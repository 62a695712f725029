//! Right-handed local frame of a reflecting panel.
//!
//! The frame is `(u, v, w)`: `w` is the panel normal, `u` the in-plane
//! x-axis (the component of a user hint orthogonal to `w`), and
//! `v = w × u`. All receive and transmit angles in RIS Lab are measured in
//! the `(w, u)` plane of this frame.

use nalgebra::Vector3;
use serde::{Deserialize, Serialize};

use crate::error::GeometryError;

const DEFAULT_NORMAL: [f64; 3] = [0.0, 0.0, 1.0];
const DEFAULT_X_AXIS: [f64; 3] = [1.0, 0.0, 0.0];
const ALT_X_AXIS: [f64; 3] = [0.0, 1.0, 0.0];

/// Hints with `|hint · w|` above this are treated as colinear with the normal.
const COLINEAR_THRESHOLD: f64 = 0.99;

/// Orthonormal panel frame.
#[derive(Debug, Clone, Copy, PartialEq, Serialize, Deserialize)]
pub struct LocalFrame {
    /// In-plane x-axis.
    pub u: [f64; 3],
    /// In-plane y-axis.
    pub v: [f64; 3],
    /// Panel normal.
    pub w: [f64; 3],
}

impl Default for LocalFrame {
    fn default() -> Self {
        Self {
            u: DEFAULT_X_AXIS,
            v: ALT_X_AXIS,
            w: DEFAULT_NORMAL,
        }
    }
}

impl LocalFrame {
    /// Point at `distance` from `centre` in the `(w, u)` plane, `angle_deg`
    /// measured from the normal towards `u`.
    ///
    /// $\mathbf{p} = \mathbf{c} + d(\cos\theta\,\hat{w} + \sin\theta\,\hat{u})$
    pub fn point_in_azimuth_plane(&self, centre: &[f64; 3], distance: f64, angle_deg: f64) -> [f64; 3] {
        let dir = self.azimuth_direction(angle_deg);
        [
            centre[0] + distance * dir[0],
            centre[1] + distance * dir[1],
            centre[2] + distance * dir[2],
        ]
    }

    /// Unit direction `cosθ·w + sinθ·u`.
    pub fn azimuth_direction(&self, angle_deg: f64) -> [f64; 3] {
        let (s, c) = angle_deg.to_radians().sin_cos();
        [
            c * self.w[0] + s * self.u[0],
            c * self.w[1] + s * self.u[1],
            c * self.w[2] + s * self.u[2],
        ]
    }
}

/// Dot product of two 3-vectors.
pub fn dot(a: &[f64; 3], b: &[f64; 3]) -> f64 {
    a[0] * b[0] + a[1] * b[1] + a[2] * b[2]
}

/// `a - b`.
pub fn sub(a: &[f64; 3], b: &[f64; 3]) -> [f64; 3] {
    [a[0] - b[0], a[1] - b[1], a[2] - b[2]]
}

/// Euclidean norm.
pub fn norm(a: &[f64; 3]) -> f64 {
    dot(a, a).sqrt()
}

fn to_vector(v: &[f64; 3]) -> Vector3<f64> {
    Vector3::new(v[0], v[1], v[2])
}

fn to_array(v: &Vector3<f64>) -> [f64; 3] {
    [v.x, v.y, v.z]
}

/// Normalise a vector, failing on zero length.
pub fn normalise(v: &[f64; 3], name: &'static str) -> Result<[f64; 3], GeometryError> {
    let vec = to_vector(v);
    let norm = vec.norm();
    if !(norm > 0.0) {
        return Err(GeometryError::ZeroVector { name });
    }
    Ok(to_array(&(vec / norm)))
}

/// Build the local frame from an optional normal and x-axis hint.
///
/// Missing inputs default to `w = +z` and hint `+x`. A hint nearly colinear
/// with the normal is replaced by `+y`, and then by `+x` if that is also
/// colinear, so the result is never degenerate.
///
/// # Errors
/// [`GeometryError::ZeroVector`] if either supplied vector has zero length.
pub fn compute_local_frame(
    normal: Option<[f64; 3]>,
    x_axis_hint: Option<[f64; 3]>,
) -> Result<LocalFrame, GeometryError> {
    let w = to_vector(&normalise(&normal.unwrap_or(DEFAULT_NORMAL), "normal")?);
    let mut hint = to_vector(&normalise(&x_axis_hint.unwrap_or(DEFAULT_X_AXIS), "x_axis_hint")?);

    if hint.dot(&w).abs() > COLINEAR_THRESHOLD {
        log::warn!("x_axis_hint is colinear with the normal; falling back to +y");
        hint = to_vector(&ALT_X_AXIS);
        if hint.dot(&w).abs() > COLINEAR_THRESHOLD {
            hint = to_vector(&DEFAULT_X_AXIS);
        }
    }

    // u = normalise(hint - (hint . w) w)
    let u = to_vector(&normalise(&to_array(&(hint - hint.dot(&w) * w)), "x_axis_hint")?);
    let v = w.cross(&u);

    Ok(LocalFrame {
        u: to_array(&u),
        v: to_array(&v),
        w: to_array(&w),
    })
}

——————

# [Action item]
Count how many lines in the listing contain the string "LocalFrame". Only that number should be given.

# [Solved exercise]
5